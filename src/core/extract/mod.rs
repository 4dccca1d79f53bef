//! Markup extraction from icon component files.
//!
//! Two file shapes are understood:
//!
//! - [`CompiledComponentExtractor`]: bundler output of the shared icon package
//!   (`jsx("path", { d: "..." })` object literals).
//! - [`SourceComponentExtractor`]: hand-written `.tsx` components embedding an
//!   `<svg>...</svg>` literal.
//!
//! Both are pattern matchers over a small, known grammar subset, not parsers.
//! They sit behind [`MarkupExtractor`] so the catalog never depends on how a
//! fragment was obtained.

use enum_dispatch::enum_dispatch;

mod compiled;
mod source;

pub use compiled::CompiledComponentExtractor;
pub use source::SourceComponentExtractor;

/// Fill substituted for theme variables and unset values.
pub const DEFAULT_FILL: &str = "#333";

/// Fill expressions that mean "not set" in compiled output.
pub const UNSET_FILLS: &[&str] = &["void 0", "undefined", "fill", "null", ""];

pub const SVG_NAMESPACE: &str = "http://www.w3.org/2000/svg";

/// One file offered to an extractor.
#[derive(Debug, Clone, PartialEq, Eq)]
pub struct CandidateFile {
    /// Identity used when the content declares no export name
    /// (entry directory name for compiled icons, file stem for sources).
    pub fallback_name: String,
    pub content: String,
}

impl CandidateFile {
    pub fn new(fallback_name: impl Into<String>, content: impl Into<String>) -> Self {
        Self {
            fallback_name: fallback_name.into(),
            content: content.into(),
        }
    }
}

/// Turns raw component text into a normalized SVG fragment.
#[enum_dispatch]
pub trait MarkupExtractor {
    /// Returns the standalone `<svg>` markup, or `None` when the text is not an icon.
    fn extract(&self, content: &str) -> Option<String>;

    /// Logical name of the icon defined by `file`.
    fn resolve_name(&self, file: &CandidateFile) -> String;
}

/// The extraction strategies an icon source can be read with.
#[enum_dispatch(MarkupExtractor)]
#[derive(Debug, Clone, Copy, PartialEq, Eq)]
pub enum Extractor {
    Compiled(CompiledComponentExtractor),
    Source(SourceComponentExtractor),
}

/// Normalize a fill value: theme variables and unset sentinels become [`DEFAULT_FILL`].
pub fn normalize_fill(value: &str) -> &str {
    let value = value.trim();
    if value.contains("var(") || UNSET_FILLS.contains(&value) {
        DEFAULT_FILL
    } else {
        value
    }
}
◇ ◇ ◇ ◇ ◇
◆ Assigned task ◆
Looking through the records, copy out every line in which the word "MarkupExtractor" is found.

◆ Response to this exercise ◆
//! They sit behind [`MarkupExtractor`] so the catalog never depends on how a
pub trait MarkupExtractor {
#[enum_dispatch(MarkupExtractor)]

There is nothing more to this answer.